Go to the line holding "prefix at all." in the entries below and write out exactly every line down to and including the line holding "pub(crate) fn parse_timestamp(s: &str)".

++++ Data extract ++++

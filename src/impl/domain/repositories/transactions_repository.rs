use async_trait::async_trait;
use fractic_server_error::ServerError;

use crate::entities::{MatchKeySet, RawRecord, RecordPayload, StoreTag};

/// Table access for the two transaction stores.
#[async_trait]
pub trait TransactionsRepository: Send + Sync {
    /// All rows of `store` whose owner key is one of `keys`.
    async fn fetch(&self, store: StoreTag, keys: &MatchKeySet)
        -> Result<Vec<RawRecord>, ServerError>;

    /// Inserts the row into `payload.store` and returns it as stored,
    /// including the assigned id.
    async fn insert(&self, payload: &RecordPayload) -> Result<RawRecord, ServerError>;

    async fn delete(&self, store: StoreTag, id: i64) -> Result<(), ServerError>;
}
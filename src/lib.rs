mod r#impl;
pub(crate) use r#impl::data;
pub(crate) use r#impl::domain;
pub use r#impl::exports::*;
pub(crate) use r#impl::presentation;

pub mod config;
pub mod errors;
pub mod util;
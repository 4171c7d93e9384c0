use std::sync::LazyLock;

use chrono::{DateTime, NaiveDate, NaiveDateTime, TimeZone as _, Utc};
use regex::Regex;

/// Strips everything that is not an ASCII digit.
pub(crate) fn digits_only(s: &str) -> String {
    s.chars().filter(|c| c.is_ascii_digit()).collect()
}

static NUMERIC_PREFIX: LazyLock<Regex> = LazyLock::new(|| {
    Regex::new(r"^\s*[+-]?(\d+(\.\d*)?|\.\d+)([eE][+-]?\d+)?")
        .expect("hardcoded regex should be valid")
});

/// Parses the longest numeric prefix of the string ("12abc" is 12).
/// The first comma is read as the decimal mark, so "12,50" parses as
/// 12.5. Returns `None` if there is no numeric prefix at all.
pub(crate) fn lenient_float(s: &str) -> Option<f64> {
    let normalized = s.replacen(',', ".", 1);
    NUMERIC_PREFIX
        .find(&normalized)
        .and_then(|m| m.as_str().trim().parse::<f64>().ok())
        .filter(|v| v.is_finite())
}

/// Accepts RFC 3339 timestamps, naive timestamps (taken as UTC) and plain
/// ISO dates (midnight UTC).
pub(crate) fn parse_timestamp(s: &str) -> Option<DateTime<Utc>> {
    let s = s.trim();
    if s.is_empty() {
        return None;
    }
    if let Ok(dt) = DateTime::parse_from_rfc3339(s) {
        return Some(dt.with_timezone(&Utc));
    }
    for fmt in ["%Y-%m-%dT%H:%M:%S%.f", "%Y-%m-%d %H:%M:%S%.f"] {
        if let Ok(naive) = NaiveDateTime::parse_from_str(s, fmt) {
            return Some(Utc.from_utc_datetime(&naive));
        }
    }
    NaiveDate::parse_from_str(s, "%Y-%m-%d")
        .ok()
        .and_then(|d| d.and_hms_opt(0, 0, 0))
        .map(|naive| Utc.from_utc_datetime(&naive))
}

/// Treats blank strings the same as missing ones.
pub(crate) fn non_blank(s: Option<&str>) -> Option<&str> {
    s.map(str::trim).filter(|s| !s.is_empty())
}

++++

Reply to the task —
/// 12.5. Returns `None` if there is no numeric prefix at all.
pub(crate) fn lenient_float(s: &str) -> Option<f64> {
    let normalized = s.replacen(',', ".", 1);
    NUMERIC_PREFIX
        .find(&normalized)
        .and_then(|m| m.as_str().trim().parse::<f64>().ok())
        .filter(|v| v.is_finite())
}

/// Accepts RFC 3339 timestamps, naive timestamps (taken as UTC) and plain
/// ISO dates (midnight UTC).
pub(crate) fn parse_timestamp(s: &str) -> Option<DateTime<Utc>> {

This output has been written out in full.